___ Given records

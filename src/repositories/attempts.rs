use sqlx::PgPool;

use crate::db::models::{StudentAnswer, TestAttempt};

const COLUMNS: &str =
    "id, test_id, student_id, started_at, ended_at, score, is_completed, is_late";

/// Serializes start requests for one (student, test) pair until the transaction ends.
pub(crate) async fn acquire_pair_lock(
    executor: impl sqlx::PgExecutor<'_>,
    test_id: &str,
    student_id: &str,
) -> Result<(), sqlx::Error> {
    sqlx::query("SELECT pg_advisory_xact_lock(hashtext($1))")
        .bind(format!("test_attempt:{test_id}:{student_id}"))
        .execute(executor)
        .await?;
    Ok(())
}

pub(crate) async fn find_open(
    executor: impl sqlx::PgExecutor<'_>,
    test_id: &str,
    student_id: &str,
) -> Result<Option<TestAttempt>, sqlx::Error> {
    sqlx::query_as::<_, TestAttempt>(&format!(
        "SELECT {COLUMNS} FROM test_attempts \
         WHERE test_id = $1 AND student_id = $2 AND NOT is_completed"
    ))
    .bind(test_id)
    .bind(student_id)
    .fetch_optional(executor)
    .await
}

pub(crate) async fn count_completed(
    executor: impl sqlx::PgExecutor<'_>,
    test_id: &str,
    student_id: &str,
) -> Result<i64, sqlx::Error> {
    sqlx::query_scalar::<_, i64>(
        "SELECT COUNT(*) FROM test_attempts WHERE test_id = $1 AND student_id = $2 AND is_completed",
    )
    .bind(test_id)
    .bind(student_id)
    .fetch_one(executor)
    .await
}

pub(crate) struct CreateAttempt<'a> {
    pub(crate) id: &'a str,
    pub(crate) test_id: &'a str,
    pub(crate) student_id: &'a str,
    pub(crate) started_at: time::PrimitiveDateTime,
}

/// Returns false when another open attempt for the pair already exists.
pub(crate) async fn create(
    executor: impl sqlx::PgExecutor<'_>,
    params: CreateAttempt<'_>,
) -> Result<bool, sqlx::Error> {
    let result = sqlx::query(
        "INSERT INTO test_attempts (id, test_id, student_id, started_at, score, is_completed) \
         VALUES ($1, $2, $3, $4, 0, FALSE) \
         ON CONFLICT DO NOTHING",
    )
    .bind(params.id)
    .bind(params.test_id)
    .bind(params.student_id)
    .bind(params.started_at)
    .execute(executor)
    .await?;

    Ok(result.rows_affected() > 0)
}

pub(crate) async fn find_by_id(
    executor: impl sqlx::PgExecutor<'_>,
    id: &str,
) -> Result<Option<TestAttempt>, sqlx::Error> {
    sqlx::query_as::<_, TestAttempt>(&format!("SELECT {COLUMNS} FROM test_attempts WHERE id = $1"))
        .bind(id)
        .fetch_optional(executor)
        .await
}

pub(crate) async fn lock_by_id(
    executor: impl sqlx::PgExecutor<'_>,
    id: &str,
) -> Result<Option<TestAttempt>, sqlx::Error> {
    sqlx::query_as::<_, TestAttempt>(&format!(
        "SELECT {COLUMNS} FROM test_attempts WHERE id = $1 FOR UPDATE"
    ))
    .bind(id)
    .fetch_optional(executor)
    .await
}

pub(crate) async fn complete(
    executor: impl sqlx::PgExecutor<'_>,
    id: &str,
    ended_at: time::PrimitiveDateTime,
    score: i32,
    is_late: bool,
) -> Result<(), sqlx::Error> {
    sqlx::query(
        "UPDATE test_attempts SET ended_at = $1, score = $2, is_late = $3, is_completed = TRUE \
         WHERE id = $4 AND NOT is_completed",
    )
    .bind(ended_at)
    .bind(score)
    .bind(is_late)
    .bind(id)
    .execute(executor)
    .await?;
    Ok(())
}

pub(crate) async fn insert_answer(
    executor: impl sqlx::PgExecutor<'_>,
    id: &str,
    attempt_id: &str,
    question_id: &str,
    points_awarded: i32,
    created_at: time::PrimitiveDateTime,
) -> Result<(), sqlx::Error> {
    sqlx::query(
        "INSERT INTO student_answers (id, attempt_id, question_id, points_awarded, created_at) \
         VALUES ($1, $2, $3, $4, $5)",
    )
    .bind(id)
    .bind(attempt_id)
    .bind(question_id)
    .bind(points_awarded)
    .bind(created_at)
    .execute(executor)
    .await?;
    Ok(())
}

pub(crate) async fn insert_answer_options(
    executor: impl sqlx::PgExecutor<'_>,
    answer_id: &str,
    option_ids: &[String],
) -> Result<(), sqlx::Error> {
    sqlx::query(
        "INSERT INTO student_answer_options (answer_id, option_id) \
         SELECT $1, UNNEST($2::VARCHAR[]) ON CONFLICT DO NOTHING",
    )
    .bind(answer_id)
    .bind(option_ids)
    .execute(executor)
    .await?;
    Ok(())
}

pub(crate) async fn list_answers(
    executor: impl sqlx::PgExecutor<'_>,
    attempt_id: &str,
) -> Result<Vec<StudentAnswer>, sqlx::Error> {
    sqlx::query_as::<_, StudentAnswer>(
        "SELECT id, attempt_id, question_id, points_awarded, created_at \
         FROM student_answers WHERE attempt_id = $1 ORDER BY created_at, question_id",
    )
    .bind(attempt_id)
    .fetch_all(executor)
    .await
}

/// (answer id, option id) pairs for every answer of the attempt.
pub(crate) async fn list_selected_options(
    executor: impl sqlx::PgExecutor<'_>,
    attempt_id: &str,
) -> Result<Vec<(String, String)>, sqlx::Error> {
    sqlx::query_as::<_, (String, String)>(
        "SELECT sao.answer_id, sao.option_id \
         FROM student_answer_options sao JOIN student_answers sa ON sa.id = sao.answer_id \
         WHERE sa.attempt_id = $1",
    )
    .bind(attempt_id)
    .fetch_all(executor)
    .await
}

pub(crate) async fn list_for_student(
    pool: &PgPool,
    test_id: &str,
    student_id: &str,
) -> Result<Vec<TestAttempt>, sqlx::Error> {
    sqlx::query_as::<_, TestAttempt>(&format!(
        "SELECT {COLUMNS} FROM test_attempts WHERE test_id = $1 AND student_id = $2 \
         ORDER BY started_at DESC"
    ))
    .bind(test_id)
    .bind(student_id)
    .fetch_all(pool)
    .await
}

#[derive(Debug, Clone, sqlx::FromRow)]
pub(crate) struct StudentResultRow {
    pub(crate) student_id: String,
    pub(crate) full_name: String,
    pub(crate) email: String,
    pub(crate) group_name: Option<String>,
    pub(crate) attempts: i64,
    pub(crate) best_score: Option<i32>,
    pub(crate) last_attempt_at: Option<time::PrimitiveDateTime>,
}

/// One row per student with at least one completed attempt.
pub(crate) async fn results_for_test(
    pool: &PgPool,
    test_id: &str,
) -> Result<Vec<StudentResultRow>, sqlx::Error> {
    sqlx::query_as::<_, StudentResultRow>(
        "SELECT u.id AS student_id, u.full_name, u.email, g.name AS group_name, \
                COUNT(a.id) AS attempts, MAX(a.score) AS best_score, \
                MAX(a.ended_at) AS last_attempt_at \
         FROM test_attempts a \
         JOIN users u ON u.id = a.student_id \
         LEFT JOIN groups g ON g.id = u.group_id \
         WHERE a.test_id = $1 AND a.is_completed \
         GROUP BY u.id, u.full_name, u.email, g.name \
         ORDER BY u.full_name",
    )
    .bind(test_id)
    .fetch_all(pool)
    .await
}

______
___ Given records

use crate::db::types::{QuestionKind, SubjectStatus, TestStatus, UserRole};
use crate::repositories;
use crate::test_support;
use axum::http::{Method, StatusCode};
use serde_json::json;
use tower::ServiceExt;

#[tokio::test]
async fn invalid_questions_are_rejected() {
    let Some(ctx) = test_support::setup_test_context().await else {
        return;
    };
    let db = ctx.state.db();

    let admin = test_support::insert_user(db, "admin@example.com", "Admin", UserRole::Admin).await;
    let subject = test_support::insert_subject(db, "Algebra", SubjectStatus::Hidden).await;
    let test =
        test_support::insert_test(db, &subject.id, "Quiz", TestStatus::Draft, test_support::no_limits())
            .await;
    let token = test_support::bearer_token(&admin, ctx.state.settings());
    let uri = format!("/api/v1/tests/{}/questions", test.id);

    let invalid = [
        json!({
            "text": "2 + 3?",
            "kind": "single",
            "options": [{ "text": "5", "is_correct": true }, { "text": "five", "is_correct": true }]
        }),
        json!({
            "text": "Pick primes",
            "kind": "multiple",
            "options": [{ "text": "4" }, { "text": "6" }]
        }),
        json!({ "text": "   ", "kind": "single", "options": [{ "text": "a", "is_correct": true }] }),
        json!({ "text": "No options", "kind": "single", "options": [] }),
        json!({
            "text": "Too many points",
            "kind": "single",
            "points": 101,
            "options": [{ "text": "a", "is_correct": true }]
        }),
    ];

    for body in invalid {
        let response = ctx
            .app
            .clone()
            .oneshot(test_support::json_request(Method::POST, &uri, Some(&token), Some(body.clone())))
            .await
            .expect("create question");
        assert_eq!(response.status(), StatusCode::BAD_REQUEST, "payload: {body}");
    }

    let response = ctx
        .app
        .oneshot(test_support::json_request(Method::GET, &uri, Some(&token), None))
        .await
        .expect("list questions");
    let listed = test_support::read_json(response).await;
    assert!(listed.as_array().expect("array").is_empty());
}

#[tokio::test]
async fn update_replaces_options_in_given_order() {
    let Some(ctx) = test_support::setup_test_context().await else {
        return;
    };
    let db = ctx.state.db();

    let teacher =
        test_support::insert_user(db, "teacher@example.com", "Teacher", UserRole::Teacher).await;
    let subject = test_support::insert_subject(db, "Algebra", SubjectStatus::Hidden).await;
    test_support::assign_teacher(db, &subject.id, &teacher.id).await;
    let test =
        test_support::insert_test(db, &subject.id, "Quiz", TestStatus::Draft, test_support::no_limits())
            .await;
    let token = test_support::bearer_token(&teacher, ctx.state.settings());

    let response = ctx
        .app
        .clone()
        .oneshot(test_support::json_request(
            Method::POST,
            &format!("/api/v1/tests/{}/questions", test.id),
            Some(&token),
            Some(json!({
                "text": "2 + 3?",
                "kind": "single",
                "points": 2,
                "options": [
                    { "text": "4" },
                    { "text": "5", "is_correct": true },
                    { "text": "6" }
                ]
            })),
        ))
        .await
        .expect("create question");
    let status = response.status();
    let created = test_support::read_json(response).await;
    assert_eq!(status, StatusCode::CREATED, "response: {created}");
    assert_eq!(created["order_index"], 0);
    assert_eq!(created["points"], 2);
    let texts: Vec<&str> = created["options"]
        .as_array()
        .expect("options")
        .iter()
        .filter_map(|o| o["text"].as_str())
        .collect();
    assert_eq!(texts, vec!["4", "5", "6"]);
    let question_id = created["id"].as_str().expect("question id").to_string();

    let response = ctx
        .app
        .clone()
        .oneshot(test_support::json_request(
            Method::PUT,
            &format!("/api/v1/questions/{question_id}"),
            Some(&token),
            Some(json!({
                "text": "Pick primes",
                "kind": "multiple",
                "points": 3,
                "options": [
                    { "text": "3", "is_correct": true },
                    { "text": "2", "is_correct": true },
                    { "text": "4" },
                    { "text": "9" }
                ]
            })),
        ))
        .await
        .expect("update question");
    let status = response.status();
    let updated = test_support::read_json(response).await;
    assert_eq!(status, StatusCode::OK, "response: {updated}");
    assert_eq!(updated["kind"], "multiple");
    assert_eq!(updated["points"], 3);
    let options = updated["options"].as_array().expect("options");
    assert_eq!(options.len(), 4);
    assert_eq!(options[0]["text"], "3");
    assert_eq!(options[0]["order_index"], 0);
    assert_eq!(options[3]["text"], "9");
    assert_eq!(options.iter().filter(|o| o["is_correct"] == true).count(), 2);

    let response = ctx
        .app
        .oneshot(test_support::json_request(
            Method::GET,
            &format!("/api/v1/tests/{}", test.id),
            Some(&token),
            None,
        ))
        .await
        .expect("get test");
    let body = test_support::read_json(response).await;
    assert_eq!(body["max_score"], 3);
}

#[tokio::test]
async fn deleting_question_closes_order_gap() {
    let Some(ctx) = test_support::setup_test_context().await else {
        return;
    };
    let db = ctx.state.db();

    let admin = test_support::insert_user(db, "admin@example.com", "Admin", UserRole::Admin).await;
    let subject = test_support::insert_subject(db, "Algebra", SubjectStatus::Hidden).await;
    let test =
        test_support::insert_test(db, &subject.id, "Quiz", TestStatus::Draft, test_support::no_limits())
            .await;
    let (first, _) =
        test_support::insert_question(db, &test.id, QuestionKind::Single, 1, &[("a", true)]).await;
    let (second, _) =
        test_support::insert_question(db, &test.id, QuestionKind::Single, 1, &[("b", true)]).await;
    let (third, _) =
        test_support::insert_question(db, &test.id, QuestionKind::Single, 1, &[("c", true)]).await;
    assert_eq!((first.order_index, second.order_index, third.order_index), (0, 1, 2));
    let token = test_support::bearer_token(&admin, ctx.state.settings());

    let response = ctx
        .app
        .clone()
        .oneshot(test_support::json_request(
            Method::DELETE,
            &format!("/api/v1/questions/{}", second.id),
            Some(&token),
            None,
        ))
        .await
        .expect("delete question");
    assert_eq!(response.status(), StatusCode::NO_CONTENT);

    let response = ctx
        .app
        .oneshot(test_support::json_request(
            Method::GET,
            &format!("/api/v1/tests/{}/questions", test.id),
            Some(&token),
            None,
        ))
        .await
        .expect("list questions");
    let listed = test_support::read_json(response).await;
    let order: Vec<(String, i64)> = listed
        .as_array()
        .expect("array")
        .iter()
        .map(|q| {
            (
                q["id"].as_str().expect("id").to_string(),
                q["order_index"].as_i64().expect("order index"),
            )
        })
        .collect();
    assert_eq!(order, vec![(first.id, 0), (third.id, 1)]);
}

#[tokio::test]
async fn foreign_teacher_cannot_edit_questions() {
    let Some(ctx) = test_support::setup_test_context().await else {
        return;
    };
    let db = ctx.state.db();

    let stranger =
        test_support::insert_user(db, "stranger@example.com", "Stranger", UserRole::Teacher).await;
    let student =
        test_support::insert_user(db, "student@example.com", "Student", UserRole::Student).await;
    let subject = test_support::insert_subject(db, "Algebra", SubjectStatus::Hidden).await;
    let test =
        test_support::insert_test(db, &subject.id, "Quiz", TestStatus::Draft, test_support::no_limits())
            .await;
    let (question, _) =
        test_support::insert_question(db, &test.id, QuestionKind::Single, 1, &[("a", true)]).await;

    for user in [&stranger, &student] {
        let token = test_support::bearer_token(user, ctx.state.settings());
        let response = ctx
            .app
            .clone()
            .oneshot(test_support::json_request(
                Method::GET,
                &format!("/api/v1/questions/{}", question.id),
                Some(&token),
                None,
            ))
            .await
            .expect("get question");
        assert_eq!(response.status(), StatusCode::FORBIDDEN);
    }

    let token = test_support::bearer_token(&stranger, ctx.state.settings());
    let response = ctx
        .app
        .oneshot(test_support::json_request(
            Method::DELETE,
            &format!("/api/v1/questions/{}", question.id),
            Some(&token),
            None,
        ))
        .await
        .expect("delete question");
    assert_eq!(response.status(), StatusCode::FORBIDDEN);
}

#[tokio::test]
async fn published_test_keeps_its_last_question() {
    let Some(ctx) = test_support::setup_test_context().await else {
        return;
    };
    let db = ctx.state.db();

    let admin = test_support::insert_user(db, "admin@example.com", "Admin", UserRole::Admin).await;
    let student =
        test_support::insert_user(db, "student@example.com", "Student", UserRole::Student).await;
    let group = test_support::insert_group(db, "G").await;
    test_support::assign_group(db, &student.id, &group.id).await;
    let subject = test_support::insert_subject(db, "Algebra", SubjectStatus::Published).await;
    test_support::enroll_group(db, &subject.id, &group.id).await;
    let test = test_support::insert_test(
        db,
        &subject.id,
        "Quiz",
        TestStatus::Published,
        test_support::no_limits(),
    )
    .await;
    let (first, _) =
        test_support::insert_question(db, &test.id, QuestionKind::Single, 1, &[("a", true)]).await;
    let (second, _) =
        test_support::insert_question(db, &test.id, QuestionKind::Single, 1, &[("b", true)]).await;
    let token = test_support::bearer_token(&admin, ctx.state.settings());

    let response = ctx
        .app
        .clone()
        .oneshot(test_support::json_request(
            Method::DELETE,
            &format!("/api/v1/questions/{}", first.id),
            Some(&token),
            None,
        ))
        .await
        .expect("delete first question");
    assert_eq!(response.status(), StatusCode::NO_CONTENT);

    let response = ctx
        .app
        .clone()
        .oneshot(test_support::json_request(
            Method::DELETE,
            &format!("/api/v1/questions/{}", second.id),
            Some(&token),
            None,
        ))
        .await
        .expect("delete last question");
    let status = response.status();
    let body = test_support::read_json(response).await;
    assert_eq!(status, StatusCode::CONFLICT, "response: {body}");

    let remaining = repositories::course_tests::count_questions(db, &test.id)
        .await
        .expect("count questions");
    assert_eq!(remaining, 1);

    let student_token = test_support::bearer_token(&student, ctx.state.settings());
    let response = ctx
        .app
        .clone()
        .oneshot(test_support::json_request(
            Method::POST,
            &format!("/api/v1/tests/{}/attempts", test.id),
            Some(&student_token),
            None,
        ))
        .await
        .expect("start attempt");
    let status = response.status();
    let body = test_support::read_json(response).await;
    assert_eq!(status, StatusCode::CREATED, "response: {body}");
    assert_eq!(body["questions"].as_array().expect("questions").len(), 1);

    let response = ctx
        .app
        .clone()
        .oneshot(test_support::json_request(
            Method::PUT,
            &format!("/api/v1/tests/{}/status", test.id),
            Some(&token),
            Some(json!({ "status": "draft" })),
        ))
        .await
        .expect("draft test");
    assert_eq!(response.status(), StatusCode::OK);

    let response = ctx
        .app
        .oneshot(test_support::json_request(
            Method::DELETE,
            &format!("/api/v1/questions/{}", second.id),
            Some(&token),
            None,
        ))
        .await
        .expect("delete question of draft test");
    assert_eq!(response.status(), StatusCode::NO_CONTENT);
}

______

Requirement —
Every line that holds the string "listed" must be copied from the records above.

Exercise answer —
    let listed = test_support::read_json(response).await;
    assert!(listed.as_array().expect("array").is_empty());
    let listed = test_support::read_json(response).await;
    let order: Vec<(String, i64)> = listed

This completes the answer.